TURKISH JOURNAL OF PEDIATRICS, cilt.61, sa.5, ss.794-797, 2019 (SCI-Expanded) identifier identifier identifier

  • Yayın Türü: Makale / Tam Makale
  • Cilt numarası: 61 Sayı: 5
  • Basım Tarihi: 2019
  • Doi Numarası: 10.24953/turkjped.2019.05.023
  • Dergi Adı: TURKISH JOURNAL OF PEDIATRICS
  • Derginin Tarandığı İndeksler: Science Citation Index Expanded (SCI-EXPANDED), Scopus, TR DİZİN (ULAKBİM)
  • Sayfa Sayıları: ss.794-797
  • Anahtar Kelimeler: acute ophthalmoparesis without ataxia, acute ophthalmoparesis, Miller-Fisher syndrome, anti-GQ1b, mydriasis, ANTIBODY SYNDROME, OPHTHALMOPLEGIA, ATAXIA
  • Kocaeli Üniversitesi Adresli: Evet

Özet

Acute ophthalmoparesis without ataxia (AO) is an atypical form of Miller-Fisher syndrome (MFS) and is rare in children. Anti-GQ1b antibodies can be detected in patients with AO, as in MFS. A 5.5-year-old girl had total ophthalmoparesis, blurred vision, ptosis, diplopia and mydriasis non-reactive to light or near stimuli with preserved consciousness and deep tendon reflexes. She had no ataxia. Cerebrospinal fluid (CSF) examination and cranial MRI were normal. Serum antiGQ1b antibodies were positive. She was diagnosed with AO and intravenous Immunoglobulin (IVIG) was ordered, 400 mg/kg/day, for 5 days. Ophthalmoparesis and blurred vision improved in a few weeks. At the end of the first year, mydriasis still persisted, but improved and became responsive to near stimuli.

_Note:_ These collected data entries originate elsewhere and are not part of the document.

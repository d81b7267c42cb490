use serde::{Deserialize, Serialize};
use std::fmt;

/// Descriptor of the movement/mouse/jump inputs shown by the default overlay.
pub const FORWARD: &str = "key.forward";
pub const LEFT: &str = "key.left";
pub const BACK: &str = "key.back";
pub const RIGHT: &str = "key.right";
pub const ATTACK: &str = "key.attack";
pub const USE: &str = "key.use";
pub const JUMP: &str = "key.jump";

/// Prefix of raw keyboard inputs, e.g. `key.keyboard.left.shift`.
pub const KEYBOARD_PREFIX: &str = "key.keyboard.";

/// Stable string descriptor of a bindable input (key or mouse button).
#[derive(Debug, Clone, PartialEq, Eq, Hash, PartialOrd, Ord, Serialize, Deserialize)]
#[serde(transparent)]
pub struct InputId(String);

impl InputId {
    pub fn new(descriptor: impl Into<String>) -> Self {
        InputId(descriptor.into())
    }

    /// Input for a raw keyboard key, e.g. `keyboard("Left Shift")` gives
    /// `key.keyboard.left.shift`.
    ///
    /// Punctuation is spelled out (`keyboard("Keypad /")` gives
    /// `key.keyboard.keypad.slash`) so `.` stays a word separator.
    pub fn keyboard(key_name: &str) -> Self {
        let words: Vec<String> = key_name.split_whitespace().flat_map(descriptor_words).collect();
        InputId(format!("{KEYBOARD_PREFIX}{}", words.join(".")))
    }

    pub fn as_str(&self) -> &str {
        &self.0
    }

    /// Whether this is one of the seven inputs the default overlay shows.
    pub fn is_default_input(&self) -> bool {
        matches!(
            self.0.as_str(),
            FORWARD | LEFT | BACK | RIGHT | ATTACK | USE | JUMP
        )
    }
}

impl fmt::Display for InputId {
    fn fmt(&self, f: &mut fmt::Formatter) -> fmt::Result {
        f.write_str(&self.0)
    }
}

impl From<&str> for InputId {
    fn from(descriptor: &str) -> Self {
        InputId::new(descriptor)
    }
}

/// Splits one key-name token into descriptor words: runs of letters and
/// digits, and a word per punctuation character.
fn descriptor_words(token: &str) -> Vec<String> {
    let mut words = Vec::new();
    let mut run = String::new();

    for c in token.chars() {
        if c.is_alphanumeric() {
            run.extend(c.to_lowercase());
            continue;
        }
        if !run.is_empty() {
            words.push(std::mem::take(&mut run));
        }
        words.push(punctuation_word(c));
    }
    if !run.is_empty() {
        words.push(run);
    }

    words
}

fn punctuation_word(c: char) -> String {
    let word = match c {
        '.' => "period",
        ',' => "comma",
        '/' => "slash",
        '\\' => "backslash",
        ';' => "semicolon",
        ':' => "colon",
        '\'' => "apostrophe",
        '"' => "quote",
        '`' => "grave",
        '-' => "minus",
        '+' => "plus",
        '=' => "equal",
        '*' => "multiply",
        '[' => "left.bracket",
        ']' => "right.bracket",
        '(' => "left.paren",
        ')' => "right.paren",
        '#' => "hash",
        '&' => "ampersand",
        '!' => "exclaim",
        '?' => "question",
        '<' => "less",
        '>' => "greater",
        '_' => "underscore",
        '$' => "dollar",
        '%' => "percent",
        '^' => "caret",
        '@' => "at",
        _ => return format!("u{:04x}", c as u32),
    };
    word.to_string()
}

/// Capitalises the first letter of every word and lowercases the rest.
pub fn make_sentence(text: &str) -> String {
    let mut result = String::with_capacity(text.len());
    let mut word_start = true;

    for c in text.chars() {
        if c == ' ' {
            word_start = true;
            result.push(c);
        } else if word_start {
            result.extend(c.to_uppercase());
            word_start = false;
        } else {
            result.extend(c.to_lowercase());
        }
    }

    result
}

/// Human readable name derived from a raw keyboard descriptor.
///
/// `key.keyboard.left.shift` becomes `Left Shift`. Returns `None` for
/// descriptors outside the keyboard namespace.
pub fn keyboard_key_name(input: &InputId) -> Option<String> {
    input
        .as_str()
        .strip_prefix(KEYBOARD_PREFIX)
        .map(|rest| make_sentence(&rest.replace('.', " ")))
}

Pupillary involvement may be seen in approximately 50% of MFS patients, and improvement in a few weeks or months has been reported in adults. Our case shows the expanding clinical spectrum of anti-GQ1b positive cranial neuropathy as early-onset AO and prolonged mydriasis more than one year.